There is a wide variation in the prevalence of SDB due to inconsistency in the definition of the disease used by different studies. In their meta-analysis of the prevalence of SDB, Lumeng and Chervin conducted a comprehensive analysis of 48 international articles, encompassing research from regions across the globe, such as the United States, Europe, Asia, the Middle East, and Australia. Their findings indicated that the overall occurrence of snoring in children, as reported by parents using various criteria, stood at 7.45%. Meanwhile, parental accounts of apnea ranged from 0.2–4%. Additionally, they observed that the prevalence of sleep-disordered breathing (SDB) identified through parental responses on questionnaires fell within a range of 4–11%. Furthermore, studies using diagnostic polysomnography revealed that obstructive sleep apnea (OSA) prevalence was approximately 1–4%, as reported in the majority of investigations [7].

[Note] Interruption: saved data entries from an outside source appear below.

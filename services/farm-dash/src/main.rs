// services/farm-dash/src/main.rs
//
// Terminal dashboard for farm operations: live weather and sensor data,
// crop and risk panels, an assistant chat and data export.
//
// Run with: cargo run --bin farm-dash -- --refresh-secs 10

use std::fs::OpenOptions;
use std::io::stdout;
use std::path::PathBuf;
use std::sync::Mutex;
use std::time::Duration;

use anyhow::{Context, Result};
use clap::Parser;
use crossterm::{
    event::{self, Event, KeyEventKind},
    terminal::{disable_raw_mode, enable_raw_mode, EnterAlternateScreen, LeaveAlternateScreen},
    ExecutableCommand,
};
use farmkit::config::{load_config, DashboardConfig, ObservabilityConfig};
use farmkit::theme::Theme;
use farmkit::Session;
use ratatui::prelude::*;
use tracing::info;
use tracing_subscriber::{layer::SubscriberExt, util::SubscriberInitExt, EnvFilter};

mod app;
mod handlers;
mod ui;

use app::App;

#[derive(Parser, Debug)]
#[command(name = "farm-dash")]
#[command(about = "Terminal dashboard for farm operations")]
#[command(version)]
struct Args {
    /// YAML configuration file
    #[arg(long, short, env = "FARM_DASH_CONFIG")]
    config: Option<String>,

    /// Seconds between weather / sensor refreshes
    #[arg(long)]
    refresh_secs: Option<u64>,

    /// Directory exports are written to
    #[arg(long)]
    export_dir: Option<PathBuf>,

    /// Log file (the terminal is taken by the dashboard)
    #[arg(long)]
    log_file: Option<PathBuf>,

    /// Start in the dark theme
    #[arg(long)]
    dark: bool,
}

impl Args {
    fn apply(&self, config: &mut DashboardConfig) {
        if let Some(secs) = self.refresh_secs {
            config.refresh.interval_secs = secs;
        }
        if let Some(dir) = &self.export_dir {
            config.export.directory = dir.clone();
        }
        if let Some(file) = &self.log_file {
            config.observability.log_file = file.clone();
        }
    }
}

/// Idle wait between input polls when no timer event is pending
const INPUT_POLL: Duration = Duration::from_millis(50);

#[tokio::main(flavor = "current_thread")]
async fn main() -> Result<()> {
    let args = Args::parse();

    let mut config = load_config(args.config.as_deref()).context("Failed to load configuration")?;
    args.apply(&mut config);

    init_tracing(&config.observability)?;
    info!(
        "Starting farm-dash for {} (refresh every {}s)",
        config.farm.farm_id,
        config.refresh.interval().as_secs()
    );

    let mut session = Session::start(&config);
    if args.dark {
        session.dashboard.theme = Theme::Dark;
    }
    let mut app = App::new(session, config.export.directory.clone());

    // Setup terminal
    enable_raw_mode()?;
    stdout().execute(EnterAlternateScreen)?;
    let mut terminal = Terminal::new(CrosstermBackend::new(stdout()))?;

    let result = run_app(&mut terminal, &mut app).await;

    // Restore terminal
    disable_raw_mode()?;
    stdout().execute(LeaveAlternateScreen)?;

    app.session.shutdown();
    info!("farm-dash exited");
    result
}

fn init_tracing(observability: &ObservabilityConfig) -> Result<()> {
    let file = OpenOptions::new()
        .create(true)
        .append(true)
        .open(&observability.log_file)
        .with_context(|| format!("Failed to open log file {}", observability.log_file.display()))?;

    let filter = EnvFilter::try_from_default_env().unwrap_or_else(|_| {
        EnvFilter::new(format!("farm_dash={0},farmkit={0}", observability.log_level))
    });

    tracing_subscriber::registry()
        .with(filter)
        .with(
            tracing_subscriber::fmt::layer()
                .with_writer(Mutex::new(file))
                .with_ansi(false),
        )
        .init();

    Ok(())
}

async fn run_app<B: Backend>(terminal: &mut Terminal<B>, app: &mut App) -> Result<()> {
    loop {
        terminal.draw(|frame| ui::draw(frame, app))?;

        // Drain pending input without blocking the timers
        while event::poll(Duration::ZERO)? {
            if let Event::Key(key) = event::read()? {
                if key.kind == KeyEventKind::Press {
                    handlers::handle_key(app, key);
                }
            }
        }

        if app.should_quit {
            return Ok(());
        }

        tokio::select! {
            Some(event) = app.session.next_event() => app.session.apply(event),
            _ = tokio::time::sleep(INPUT_POLL) => {}
        }
    }
}

#[cfg(test)]
mod tests {
    use super::*;

    #[test]
    fn test_cli_flags_override_config() {
        let args = Args::parse_from([
            "farm-dash",
            "--refresh-secs",
            "5",
            "--export-dir",
            "x",
            "--log-file",
            "dash.log",
        ]);
        let mut config = DashboardConfig::default();

        args.apply(&mut config);

        assert_eq!(config.refresh.interval_secs, 5);
        assert_eq!(config.export.directory, PathBuf::from("x"));
        assert_eq!(config.observability.log_file, PathBuf::from("dash.log"));
    }

    #[test]
    fn test_absent_flags_keep_config() {
        let args = Args::parse_from(["farm-dash"]);
        let mut config = DashboardConfig::default();
        config.refresh.interval_secs = 9;

        args.apply(&mut config);

        assert_eq!(config.refresh.interval_secs, 9);
        assert_eq!(config.export.directory, PathBuf::from("."));
        assert!(!args.dark);
    }
}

In numerous studies conducted within the United States, findings have indicated varying prevalence rates of sleep-disordered breathing (SDB) across different racial groups. African American children have been reported to exhibit a higher prevalence of SDB compared to their Caucasian counterparts, while Asians, when matched with Caucasians, have shown more pronounced cases of obstructive sleep apnea (OSA). However, the extent of these racial differences is less evident in other populations. Lumeng et al. [7] also noted that SDB tends to be more prevalent among male children and those with a higher body weight. While SDB is commonly observed in children aged 2–5 years, it can manifest across all age groups. Additionally, a genetic predisposition is associated with OSA, and it is probable that both genetic and environmental factors contribute to its occurrence [7].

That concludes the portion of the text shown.